Our identity develops with age, and many impacting factors will determine whether it is healthy or unhealthy. A particularly fragile phase of identity development occurs during adolescence when level of motor competence may be influential, yet is rarely considered.

Purpose: The purpose of this study was to examine male and female adolescent’s perceptions towards their motor competence and identity development. In-depth information was also collected to understand what factors are important towards identity development during adolescence.

Method: An explanatory sequential mixed methods study was used to examine the extent motor competence influenced the health of an adolescent’s identity.
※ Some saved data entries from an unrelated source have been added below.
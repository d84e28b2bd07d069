//! Recursive-descent parser for RBI declarations.
//!
//! Statements are line-oriented: a declaration ends at a newline, a `;` or
//! a trailing comment, which is dropped. Comment lines directly above a
//! declaration attach to it. At the top of a file, a comment block followed
//! by a blank line belongs to the tree instead.
//!
//! Inside brackets and `sig` blocks newlines are insignificant; the
//! `multiline` counter tracks that.

use std::mem;

use smol_str::SmolStr;

use super::lexer::{Token, TokenKind, tokenize};
use crate::base::{LineIndex, Loc, TextRange, TextSize};
use crate::error::{MAX_NESTING, Result, SyntaxError};
use crate::model::{
    Attr, AttrKind, Comment, Const, EnumBlock, FieldKind, Helper, Method, Mixin, MixinKind, Node,
    Param, ParamKind, Scope, ScopeKind, Sig, StructField, Tree, TypeMember, Visibility,
};

pub(super) struct Parser<'t> {
    pub(super) text: &'t str,
    pub(super) tokens: Vec<Token>,
    pub(super) pos: usize,
    lines: LineIndex,
    file: Option<SmolStr>,
    pub(super) multiline: usize,
    /// Current type nesting.
    pub(super) depth: usize,
}

// ============================================================================
// CURSOR
// ============================================================================

impl<'t> Parser<'t> {
    pub(super) fn new(text: &'t str, file: Option<&str>) -> Result<Self> {
        let lines = LineIndex::new(text);
        let file = file.map(SmolStr::new);
        let tokens = tokenize(text, &lines).map_err(|mut err| {
            err.loc.file = file.clone();
            err
        })?;
        Ok(Self {
            text,
            tokens,
            pos: 0,
            lines,
            file,
            multiline: 0,
            depth: 0,
        })
    }

    /// Index of the `n`th significant token ahead.
    fn index(&self, n: usize) -> Option<usize> {
        let mut left = n;
        for i in self.pos..self.tokens.len() {
            let kind = self.tokens[i].kind;
            if self.multiline > 0 && matches!(kind, TokenKind::Newline | TokenKind::Comment) {
                continue;
            }
            if left == 0 {
                return Some(i);
            }
            left -= 1;
        }
        None
    }

    pub(super) fn token(&self, n: usize) -> Option<Token> {
        self.index(n).map(|i| self.tokens[i])
    }

    pub(super) fn nth(&self, n: usize) -> Option<TokenKind> {
        self.token(n).map(|t| t.kind)
    }

    pub(super) fn peek(&self) -> Option<TokenKind> {
        self.nth(0)
    }

    pub(super) fn at(&self, kind: TokenKind) -> bool {
        self.peek() == Some(kind)
    }

    pub(super) fn nth_word(&self, n: usize, word: &str) -> bool {
        self.token(n)
            .is_some_and(|t| t.kind == TokenKind::Ident && self.slice(t) == word)
    }

    pub(super) fn at_word(&self, word: &str) -> bool {
        self.nth_word(0, word)
    }

    pub(super) fn bump(&mut self) -> Option<Token> {
        let i = self.index(0)?;
        self.pos = i + 1;
        Some(self.tokens[i])
    }

    pub(super) fn eat(&mut self, kind: TokenKind) -> bool {
        if self.at(kind) {
            self.bump();
            true
        } else {
            false
        }
    }

    pub(super) fn eat_word(&mut self, word: &str) -> bool {
        if self.at_word(word) {
            self.bump();
            true
        } else {
            false
        }
    }

    pub(super) fn expect(&mut self, kind: TokenKind, what: &str) -> Result<Token> {
        match self.token(0) {
            Some(tok) if tok.kind == kind => {
                self.bump();
                Ok(tok)
            }
            _ => Err(self.unexpected(what)),
        }
    }

    pub(super) fn expect_word(&mut self, word: &str) -> Result<Token> {
        match self.token(0) {
            Some(tok) if tok.kind == TokenKind::Ident && self.slice(tok) == word => {
                self.bump();
                Ok(tok)
            }
            _ => Err(self.unexpected(&format!("`{word}`"))),
        }
    }

    pub(super) fn slice(&self, tok: Token) -> &'t str {
        &self.text[tok.range]
    }

    /// End of the last consumed token.
    fn last_end(&self) -> TextSize {
        self.pos
            .checked_sub(1)
            .and_then(|i| self.tokens.get(i))
            .map_or(TextSize::from(0), |t| t.range.end())
    }

    pub(super) fn loc(&self, range: TextRange) -> Loc {
        let loc = self.lines.loc(range);
        match &self.file {
            Some(file) => loc.with_file(file.clone()),
            None => loc,
        }
    }

    /// Location from the start of `start` to the last consumed token.
    pub(super) fn loc_from(&self, start: Token) -> Loc {
        let end = self.last_end().max(start.range.end());
        self.loc(TextRange::new(start.range.start(), end))
    }

    /// Run `f` one nesting level deeper, failing past `MAX_NESTING`.
    pub(super) fn nested<T>(
        &mut self,
        what: &str,
        f: impl FnOnce(&mut Self) -> Result<T>,
    ) -> Result<T> {
        if self.depth >= MAX_NESTING {
            return Err(self.error(format!("{what} is nested too deeply")));
        }
        self.depth += 1;
        let result = f(self);
        self.depth -= 1;
        result
    }

    pub(super) fn error(&self, message: impl Into<String>) -> SyntaxError {
        let range = match self.token(0) {
            Some(tok) => tok.range,
            None => TextRange::empty(TextSize::of(self.text)),
        };
        SyntaxError::new(message, self.loc(range))
    }

    /// `expected {what}, found ...`
    pub(super) fn unexpected(&self, what: &str) -> SyntaxError {
        match self.token(0) {
            Some(tok) if tok.kind == TokenKind::Newline => {
                self.error(format!("expected {what}, found end of line"))
            }
            Some(tok) => self.error(format!("expected {what}, found `{}`", self.slice(tok))),
            None => self.error(format!("expected {what}, found end of file")),
        }
    }

    /// Run `f` between parentheses, with newlines insignificant inside.
    pub(super) fn parens<T>(&mut self, f: impl FnOnce(&mut Self) -> Result<T>) -> Result<T> {
        self.expect(TokenKind::LParen, "`(`")?;
        self.multiline += 1;
        let value = f(self);
        let close = self.expect(TokenKind::RParen, "`)`");
        self.multiline -= 1;
        let value = value?;
        close?;
        Ok(value)
    }

    /// Consume tokens up to one of `stops` (or an unbalanced closing
    /// bracket) and return their source text.
    pub(super) fn raw_until(&mut self, stops: &[TokenKind], what: &str) -> Result<String> {
        let mut depth = 0usize;
        let mut first: Option<Token> = None;
        let mut last: Option<Token> = None;
        while let Some(kind) = self.peek() {
            let closing = matches!(kind, TokenKind::RParen | TokenKind::RBrack | TokenKind::RBrace);
            if depth == 0 && (closing || stops.contains(&kind)) {
                break;
            }
            let Some(tok) = self.bump() else { break };
            match kind {
                TokenKind::LParen | TokenKind::LBrack | TokenKind::LBrace => {
                    depth += 1;
                    self.multiline += 1;
                }
                _ if closing => {
                    depth -= 1;
                    self.multiline -= 1;
                }
                _ => {}
            }
            first.get_or_insert(tok);
            last = Some(tok);
        }
        self.multiline -= depth;
        match (first, last) {
            (Some(first), Some(last)) if depth == 0 => {
                Ok(self.text[TextRange::new(first.range.start(), last.range.end())].to_string())
            }
            _ => Err(self.unexpected(what)),
        }
    }

    /// A trailing comment, then the end of the line.
    pub(super) fn end_statement(&mut self) -> Result<()> {
        if self.at(TokenKind::Comment) {
            self.bump();
        }
        match self.peek() {
            None | Some(TokenKind::Newline) | Some(TokenKind::Semi) => Ok(()),
            Some(_) => Err(self.unexpected("end of line")),
        }
    }

    fn skip_newlines(&mut self) {
        while matches!(
            self.peek(),
            Some(TokenKind::Newline | TokenKind::Semi | TokenKind::Comment)
        ) {
            self.bump();
        }
    }

    fn comment(&self, tok: Token) -> Comment {
        let raw = &self.slice(tok)[1..];
        let text = raw.strip_prefix(' ').unwrap_or(raw);
        Comment {
            text: text.trim_end_matches('\r').to_string(),
            loc: Some(self.loc(tok.range)),
        }
    }
}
A sample of 160 adolescents (male n = 103, female n = 57, Mage = 14.45 SD = .75) completed the Adolescent Motor Competence Questionnaire (AMCQ) and the Assessment of Identity Development in Adolescence (AIDA). The AMCQ scores were used to group the participants into high (HMC = > 83) and low (LMC = < 83) motor competence.
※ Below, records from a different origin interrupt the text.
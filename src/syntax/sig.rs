//! `sig` blocks and Sorbet type expressions.

use indexmap::IndexMap;
use smol_str::SmolStr;

use super::lexer::TokenKind;
use super::parser::Parser;
use crate::error::Result;
use crate::model::{ProcType, Sig, SigParam, TypeExpr};

impl Parser<'_> {
    /// `sig { ... }`, `sig(:final) do ... end`
    pub(super) fn sig(&mut self) -> Result<Sig> {
        let start = self.expect_word("sig")?;
        let mut sig = Sig::new();
        if self.at(TokenKind::LParen) {
            self.parens(|p| {
                let tok = p.expect(TokenKind::Symbol, "`:final`")?;
                if p.slice(tok) != ":final" {
                    return Err(p.error(format!("unknown sig mode `{}`", p.slice(tok))));
                }
                Ok(())
            })?;
            sig.flags.is_final = true;
        }

        let braces = if self.eat(TokenKind::LBrace) {
            true
        } else if self.eat_word("do") {
            false
        } else {
            return Err(self.unexpected("`{` or `do`"));
        };

        self.multiline += 1;
        let chain = self.sig_chain(&mut sig);
        let close = if braces {
            self.expect(TokenKind::RBrace, "`}`").map(drop)
        } else {
            self.expect_word("end").map(drop)
        };
        self.multiline -= 1;
        chain?;
        close?;

        sig.loc = Some(self.loc_from(start));
        Ok(sig)
    }

    fn sig_chain(&mut self, sig: &mut Sig) -> Result<()> {
        loop {
            self.sig_call(sig)?;
            if !self.eat(TokenKind::Dot) {
                return Ok(());
            }
        }
    }

    fn sig_call(&mut self, sig: &mut Sig) -> Result<()> {
        let tok = self.expect(TokenKind::Ident, "a signature builder")?;
        match self.slice(tok) {
            "abstract" => sig.flags.is_abstract = true,
            "overridable" => sig.flags.is_overridable = true,
            "override" => {
                sig.flags.is_override = true;
                if self.at(TokenKind::LParen) {
                    self.parens(|p| {
                        p.expect_word("allow_incompatible")?;
                        p.expect(TokenKind::Colon, "`:`")?;
                        p.expect_word("true")
                    })?;
                    sig.flags.allow_incompatible_override = true;
                }
            }
            "type_parameters" => {
                sig.type_params = self.parens(|p| {
                    let mut names = Vec::new();
                    while !p.at(TokenKind::RParen) {
                        let name = p.expect(TokenKind::Symbol, "a type parameter")?;
                        names.push(SmolStr::new(&p.slice(name)[1..]));
                        if !p.eat(TokenKind::Comma) {
                            break;
                        }
                    }
                    Ok(names)
                })?;
            }
            "bind" => sig.bind = Some(self.parens(Self::type_expr)?),
            "params" => {
                sig.params = self
                    .parens(Self::named_types)?
                    .into_iter()
                    .map(|(name, ty)| SigParam::new(name, ty))
                    .collect();
            }
            "returns" => sig.return_type = Some(self.parens(Self::type_expr)?),
            "void" => sig.return_type = Some(TypeExpr::Void),
            // Runtime checking levels carry no static meaning.
            "checked" | "on_failure" => {
                self.parens(|p| p.raw_until(&[], "arguments").map(drop))?;
            }
            other => return Err(self.error(format!("unknown signature builder `{other}`"))),
        }
        Ok(())
    }

    /// `name: Type, ...` up to the closing parenthesis.
    fn named_types(&mut self) -> Result<Vec<(SmolStr, TypeExpr)>> {
        let mut out = Vec::new();
        while !self.at(TokenKind::RParen) {
            let name = self.expect(TokenKind::Ident, "a parameter name")?;
            self.expect(TokenKind::Colon, "`:`")?;
            out.push((SmolStr::new(self.slice(name)), self.type_expr()?));
            if !self.eat(TokenKind::Comma) {
                break;
            }
        }
        Ok(out)
    }

    /// A comma separated list of types up to `close`, which is left.
    fn type_list(&mut self, close: TokenKind) -> Result<Vec<TypeExpr>> {
        let mut types = Vec::new();
        while !self.at(close) {
            types.push(self.type_expr()?);
            if !self.eat(TokenKind::Comma) {
                break;
            }
        }
        Ok(types)
    }

    pub(super) fn type_expr(&mut self) -> Result<TypeExpr> {
        self.nested("type", Self::type_term)
    }

    fn type_term(&mut self) -> Result<TypeExpr> {
        let Some(tok) = self.token(0) else {
            return Err(self.unexpected("a type"));
        };
        match tok.kind {
            TokenKind::Const if self.slice(tok) == "T" && self.nth(1) == Some(TokenKind::Dot) => {
                self.bump();
                self.bump();
                self.t_method()
            }
            TokenKind::Const | TokenKind::ColonColon => {
                let name = self.qualified_name()?;
                if name.trim_start_matches("::") == "T::Boolean" {
                    return Ok(TypeExpr::Boolean);
                }
                if !self.at(TokenKind::LBrack) {
                    return Ok(TypeExpr::Simple(name));
                }
                self.bump();
                self.multiline += 1;
                let args = self.type_list(TokenKind::RBrack);
                let close = self.expect(TokenKind::RBrack, "`]`");
                self.multiline -= 1;
                let args = args?;
                close?;
                Ok(TypeExpr::Generic { base: name, args })
            }
            TokenKind::LBrack => {
                self.bump();
                self.multiline += 1;
                let types = self.type_list(TokenKind::RBrack);
                let close = self.expect(TokenKind::RBrack, "`]`");
                self.multiline -= 1;
                let types = types?;
                close?;
                Ok(TypeExpr::Tuple(types))
            }
            TokenKind::LBrace => self.shape(),
            TokenKind::Ident if self.slice(tok) == "void" => {
                self.bump();
                Ok(TypeExpr::Void)
            }
            _ => Err(self.unexpected("a type")),
        }
    }

    /// The part after `T.`
    fn t_method(&mut self) -> Result<TypeExpr> {
        let tok = self.expect(TokenKind::Ident, "a `T` method")?;
        let ty = match self.slice(tok) {
            "untyped" => TypeExpr::Untyped,
            "noreturn" => TypeExpr::NoReturn,
            "anything" => TypeExpr::Anything,
            "self_type" => TypeExpr::SelfType,
            "attached_class" => TypeExpr::AttachedClass,
            "nilable" => TypeExpr::nilable(self.parens(Self::type_expr)?),
            "class_of" => TypeExpr::class_of(self.parens(Self::type_expr)?),
            "any" => TypeExpr::Union(self.parens(|p| p.type_list(TokenKind::RParen))?),
            "all" => TypeExpr::Intersection(self.parens(|p| p.type_list(TokenKind::RParen))?),
            "type_parameter" => {
                let name = self.parens(|p| p.expect(TokenKind::Symbol, "a type parameter"))?;
                TypeExpr::type_parameter(&self.slice(name)[1..])
            }
            "proc" => TypeExpr::Proc(self.proc_chain()?),
            other => return Err(self.error(format!("unknown type `T.{other}`"))),
        };
        Ok(ty)
    }

    /// `.bind(..).params(..).returns(..)` after `T.proc`.
    fn proc_chain(&mut self) -> Result<ProcType> {
        let mut proc_type = ProcType::new();
        while self.at(TokenKind::Dot) && self.nth(1) == Some(TokenKind::Ident) {
            self.bump();
            let Some(tok) = self.bump() else { break };
            match self.slice(tok) {
                "bind" => proc_type = proc_type.bind(self.parens(Self::type_expr)?),
                "params" => proc_type.params = self.parens(Self::named_types)?.into_iter().collect(),
                "returns" => proc_type = proc_type.returns(self.parens(Self::type_expr)?),
                "void" => proc_type = proc_type.returns(TypeExpr::Void),
                other => return Err(self.error(format!("unknown proc builder `{other}`"))),
            }
        }
        Ok(proc_type)
    }

    /// `{ key: Type, "other key": Type }`
    fn shape(&mut self) -> Result<TypeExpr> {
        self.expect(TokenKind::LBrace, "`{`")?;
        self.multiline += 1;
        let fields = self.shape_fields();
        let close = self.expect(TokenKind::RBrace, "`}`");
        self.multiline -= 1;
        let fields = fields?;
        close?;
        Ok(TypeExpr::Shape(fields))
    }

    fn shape_fields(&mut self) -> Result<IndexMap<SmolStr, TypeExpr>> {
        let mut fields = IndexMap::new();
        while !self.at(TokenKind::RBrace) {
            let key = match self.token(0) {
                Some(tok) if matches!(tok.kind, TokenKind::Ident | TokenKind::Const) => {
                    SmolStr::new(self.slice(tok))
                }
                Some(tok) if tok.kind == TokenKind::String => unquote(self.slice(tok)),
                _ => return Err(self.unexpected("a shape key")),
            };
            self.bump();
            self.expect(TokenKind::Colon, "`:`")?;
            fields.insert(key, self.type_expr()?);
            if !self.eat(TokenKind::Comma) {
                break;
            }
        }
        Ok(fields)
    }
}

/// The contents of a quoted string literal, with simple escapes resolved.
fn unquote(raw: &str) -> SmolStr {
    let inner = &raw[1..raw.len() - 1];
    let mut out = String::with_capacity(inner.len());
    let mut chars = inner.chars();
    while let Some(c) = chars.next() {
        if c != '\\' {
            out.push(c);
            continue;
        }
        match chars.next() {
            Some('n') => out.push('\n'),
            Some('t') => out.push('\t'),
            Some('r') => out.push('\r'),
            Some(other) => out.push(other),
            None => out.push('\\'),
        }
    }
    SmolStr::new(out)
}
Results: More females had less-healthy identities than males and those with LMC had less-healthy identities than those with HMC. Subsamples of 17 participants were interviewed in order to explain these results. The most at risk group, females with LMC, identified negative peer comparisons, poor social support and higher stress levels to achieve academic performance as key challenges.

Conclusions. Well-designed support services for those with LMC, especially for the females should incorporate activities to develop individual competency and close friendships.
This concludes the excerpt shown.